Directions :: The answer must consist of every line from the entries that holds the word "struct".

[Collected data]

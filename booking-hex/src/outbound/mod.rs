//! Outbound Adapters
//!
//! HTTP clients for the payment provider and the chat webhook, implementing
//! the `CheckoutGateway` and `Notifier` ports.

pub mod slack;
pub mod stripe;

pub use slack::SlackNotifier;
pub use stripe::StripeCheckout;
use anyhow::{Context, Result};
use serde::Deserialize;
use std::path::{Path, PathBuf};

#[derive(Debug, Default, Deserialize)]
pub struct Config {
    #[serde(default)]
    pub api: ApiConfig,
    #[serde(default)]
    pub sync: SyncConfig,
    #[serde(default)]
    pub credentials: CredentialsConfig,
}

#[derive(Debug, Deserialize)]
pub struct ApiConfig {
    #[serde(default = "default_base_url")]
    pub base_url: String,
    /// Token refresh route of the auth server, called as `?token=<refresh>`.
    #[serde(default = "default_refresh_url")]
    pub refresh_url: String,
    #[serde(default = "default_timeout_ms")]
    pub timeout_ms: u64,
}

#[derive(Debug, Deserialize)]
pub struct SyncConfig {
    #[serde(default = "default_ping_delay_ms")]
    pub ping_delay_ms: u64,
    #[serde(default = "default_volume_smoothing")]
    pub volume_smoothing: usize,
    #[serde(default = "default_frame_rate")]
    pub frame_rate: f64,
    #[serde(default = "default_max_backoff_ms")]
    pub max_backoff_ms: u64,
}

#[derive(Debug, Default, Deserialize)]
pub struct CredentialsConfig {
    #[serde(default)]
    pub access_token: Option<String>,
    #[serde(default)]
    pub refresh_token: Option<String>,
}

impl Default for ApiConfig {
    fn default() -> Self {
        Self {
            base_url: default_base_url(),
            refresh_url: default_refresh_url(),
            timeout_ms: default_timeout_ms(),
        }
    }
}

impl Default for SyncConfig {
    fn default() -> Self {
        Self {
            ping_delay_ms: default_ping_delay_ms(),
            volume_smoothing: default_volume_smoothing(),
            frame_rate: default_frame_rate(),
            max_backoff_ms: default_max_backoff_ms(),
        }
    }
}

fn default_base_url() -> String { "https://api.spotify.com/v1".into() }
fn default_refresh_url() -> String { "http://localhost:8001/refresh".into() }
fn default_timeout_ms() -> u64 { 5000 }
pub fn default_ping_delay_ms() -> u64 { 500 }
pub fn default_volume_smoothing() -> usize { 100 }
pub fn default_frame_rate() -> f64 { 60.0 }
fn default_max_backoff_ms() -> u64 { 8000 }

pub fn load_config(path: &Path) -> Result<Config> {
    let content = std::fs::read_to_string(path)
        .with_context(|| format!("Failed to read config {}", path.display()))?;
    toml::from_str(&content).with_context(|| format!("Failed to parse config {}", path.display()))
}

/// `pulsesync.toml` in the working directory, then the per-user config dirs.
pub fn find_config() -> Option<PathBuf> {
    let local = PathBuf::from("pulsesync.toml");
    if local.exists() {
        return Some(local);
    }
    if let Some(home) = dirs::home_dir() {
        let xdg = home.join(".config").join("pulsesync").join("config.toml");
        if xdg.exists() {
            return Some(xdg);
        }
    }
    if let Some(config_dir) = dirs::config_dir() {
        let platform = config_dir.join("pulsesync").join("config.toml");
        if platform.exists() {
            return Some(platform);
        }
    }
    None
}

#[cfg(test)]
mod tests {
    use super::*;

    #[test]
    fn empty_file_uses_defaults() {
        let config: Config = toml::from_str("").unwrap();
        assert_eq!(config.sync.ping_delay_ms, 500);
        assert_eq!(config.sync.volume_smoothing, 100);
        assert_eq!(config.api.base_url, "https://api.spotify.com/v1");
        assert!(config.credentials.access_token.is_none());
    }

    #[test]
    fn partial_sections_keep_other_defaults() {
        let config: Config = toml::from_str(
            r#"
            [sync]
            volume_smoothing = 10

            [credentials]
            refresh_token = "r"
            "#,
        )
        .unwrap();
        assert_eq!(config.sync.volume_smoothing, 10);
        assert_eq!(config.sync.frame_rate, 60.0);
        assert_eq!(config.credentials.refresh_token.as_deref(), Some("r"));
    }

    #[test]
    fn missing_file_is_an_error() {
        assert!(load_config(Path::new("/nonexistent/pulsesync.toml")).is_err());
    }
}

Solution to the exercise ::
pub struct Config {
pub struct ApiConfig {
pub struct SyncConfig {
pub struct CredentialsConfig {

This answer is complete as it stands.